[Data excerpts]

use bigdecimal::BigDecimal;
use std::collections::HashSet;
use std::sync::Arc;
use std::time::Duration;
use tokio_util::sync::CancellationToken;

use crate::config::StacksConfig;
use crate::db::models::TokenKind;
use crate::db::queries;
use crate::error::AppError;
use crate::services::settlement::{ConfirmReceipt, ConfirmationSource, SettlementEngine};
use crate::stacks::client::{decode_memo, micro_to_tokens};
use crate::stacks::{ApiTransaction, StacksClient, StacksError};
use crate::utils::reference;

#[derive(Debug, Clone, PartialEq)]
pub(crate) struct IndexedDeposit {
    pub reference: String,
    pub token: TokenKind,
    pub amount: BigDecimal,
    pub sender: String,
}

/// Singleton scanner over the platform deposit address. Catches deposits
/// whose notify-tx call never arrived (closed tab, crashed watcher). The
/// processed set is memory-only: confirm-receipt is idempotent, so
/// re-scanning everything after a restart is safe.
pub struct ChainIndexer {
    engine: Arc<SettlementEngine>,
    stacks: Arc<StacksClient>,
    platform_address: String,
    usdc_contract_id: String,
    poll_interval: Duration,
    page_limit: u32,
    min_confirmations: u32,
    processed: HashSet<String>,
}

impl ChainIndexer {
    pub fn new(
        engine: Arc<SettlementEngine>,
        stacks: Arc<StacksClient>,
        config: &StacksConfig,
        platform_address: String,
    ) -> Self {
        Self {
            engine,
            stacks,
            platform_address,
            usdc_contract_id: config.usdc_contract_id(),
            poll_interval: Duration::from_millis(config.indexer_poll_interval_ms.max(1_000)),
            page_limit: config.indexer_page_limit,
            min_confirmations: config.min_confirmations,
            processed: HashSet::new(),
        }
    }

    pub async fn run(mut self, cancel: CancellationToken) {
        tracing::info!(
            platform = %self.platform_address,
            poll_interval_ms = self.poll_interval.as_millis() as u64,
            "chain indexer started"
        );

        let mut ticker = tokio::time::interval(self.poll_interval);
        ticker.set_missed_tick_behavior(tokio::time::MissedTickBehavior::Skip);

        loop {
            tokio::select! {
                _ = cancel.cancelled() => {
                    tracing::info!("chain indexer shutting down");
                    return;
                }
                _ = ticker.tick() => {
                    self.cycle().await;
                }
            }
        }
    }

    async fn cycle(&mut self) {
        let tip = if self.min_confirmations > 1 {
            self.stacks.get_tip_height().await.ok()
        } else {
            None
        };

        let mut candidates = Vec::new();
        for principal in [self.platform_address.clone(), self.usdc_contract_id.clone()] {
            match self
                .stacks
                .get_address_transactions(&principal, self.page_limit, 0)
                .await
            {
                Ok(mut txs) => candidates.append(&mut txs),
                Err(err) => {
                    tracing::warn!(principal = %principal, error = %err, "address scan failed");
                }
            }
        }

        for tx in candidates {
            if !tx.is_success() || self.processed.contains(&tx.tx_id) {
                continue;
            }
            if self.min_confirmations > 1 {
                let deep_enough = match (tip, tx.block_height) {
                    (Some(tip), Some(height)) => {
                        tip.saturating_sub(height) + 1 >= u64::from(self.min_confirmations)
                    }
                    _ => false,
                };
                if !deep_enough {
                    continue;
                }
            }
            self.process_tx(tx).await;
        }

        self.sweep_expired().await;
    }

    async fn process_tx(&mut self, tx: ApiTransaction) {
        let deposit = match self.extract(&tx).await {
            Ok(Some(deposit)) => deposit,
            Ok(None) => {
                // Definitively not an offramp deposit; never look again.
                self.processed.insert(tx.tx_id);
                return;
            }
            Err(err) => {
                tracing::warn!(tx_id = %tx.tx_id, error = %err, "event lookup failed, will retry");
                return;
            }
        };

        let receipt = ConfirmReceipt {
            reference: deposit.reference.clone(),
            chain_tx_id: tx.tx_id.clone(),
            token: deposit.token,
            token_amount: deposit.amount.clone(),
            sender_address: deposit.sender.clone(),
            source: ConfirmationSource::Indexer,
        };

        match self.engine.confirm_receipt(receipt).await {
            Ok(_) => {
                tracing::info!(
                    reference = %deposit.reference,
                    tx_id = %tx.tx_id,
                    token = %deposit.token,
                    amount = %deposit.amount,
                    "indexer handed deposit to settlement"
                );
                self.processed.insert(tx.tx_id);
            }
            Err(AppError::NotFound(_)) => {
                // Initialization race: the record may not be persisted yet.
                tracing::debug!(
                    reference = %deposit.reference,
                    tx_id = %tx.tx_id,
                    "no record for deposit yet, retrying next cycle"
                );
            }
            Err(err) => {
                tracing::warn!(
                    reference = %deposit.reference,
                    tx_id = %tx.tx_id,
                    error = %err,
                    "confirm-receipt failed, will retry"
                );
            }
        }
    }

    /// `Ok(None)` means definitively not ours; errors are transient and
    /// leave the tx unprocessed for the next cycle.
    async fn extract(&self, tx: &ApiTransaction) -> Result<Option<IndexedDeposit>, StacksError> {
        if tx.token_transfer.is_some() {
            return Ok(native_deposit(&self.platform_address, tx));
        }

        let Some(call) = tx.contract_call.as_ref() else {
            return Ok(None);
        };
        if call.function_name != "transfer" {
            return Ok(None);
        }

        // Address listings omit events; fetch the full tx when needed.
        let fetched;
        let tx = if tx.events.is_empty() && tx.event_count.unwrap_or(1) > 0 {
            fetched = self.stacks.get_transaction(&tx.tx_id).await?;
            &fetched
        } else {
            tx
        };

        Ok(sip010_deposit(
            &self.platform_address,
            &self.usdc_contract_id,
            tx,
        ))
    }

    async fn sweep_expired(&self) {
        match queries::fail_expired_offramps(self.engine.pool()).await {
            Ok(expired) => {
                for record in &expired {
                    tracing::info!(
                        reference = %record.reference,
                        "offramp expired with no deposit"
                    );
                }
            }
            Err(err) => {
                tracing::warn!(error = %err, "expiry sweep failed");
            }
        }
    }
}

/// Native STX deposit: a `token_transfer` to the platform whose memo is an
/// offramp reference.
pub(crate) fn native_deposit(
    platform_address: &str,
    tx: &ApiTransaction,
) -> Option<IndexedDeposit> {
    let transfer = tx.native_transfer_to(platform_address)?;
    let memo = decode_memo(&transfer.memo)?;
    if !reference::is_offramp_reference(&memo) {
        return None;
    }
    let raw = transfer.amount.parse::<u64>().ok()?;
    Some(IndexedDeposit {
        reference: memo,
        token: TokenKind::Stx,
        amount: micro_to_tokens(raw),
        sender: tx.sender_address.clone(),
    })
}

/// SIP-010 deposit: a `transfer` call with at least one fungible-token
/// event paying the platform under the USDC contract, memo in the fourth
/// argument.
pub(crate) fn sip010_deposit(
    platform_address: &str,
    usdc_contract_id: &str,
    tx: &ApiTransaction,
) -> Option<IndexedDeposit> {
    let raw = tx.sip010_amount_to(usdc_contract_id, platform_address);
    if raw == 0 {
        return None;
    }
    let memo = tx.sip010_memo()?;
    if !reference::is_offramp_reference(&memo) {
        return None;
    }
    Some(IndexedDeposit {
        reference: memo,
        token: TokenKind::Usdc,
        amount: micro_to_tokens(raw),
        sender: tx.sender_address.clone(),
    })
}
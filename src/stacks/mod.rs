pub mod client;
pub mod wallet;

pub use client::{ApiTransaction, ChainTxStatus, StacksClient, StacksError};
pub use wallet::{SignerClient, StacksWallet, WalletError};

Required work: The lines to copy are those above that contain "record".

Completed task:
                // Initialization race: the record may not be persisted yet.
                    "no record for deposit yet, retrying next cycle"
                for record in &expired {
                        reference = %record.reference,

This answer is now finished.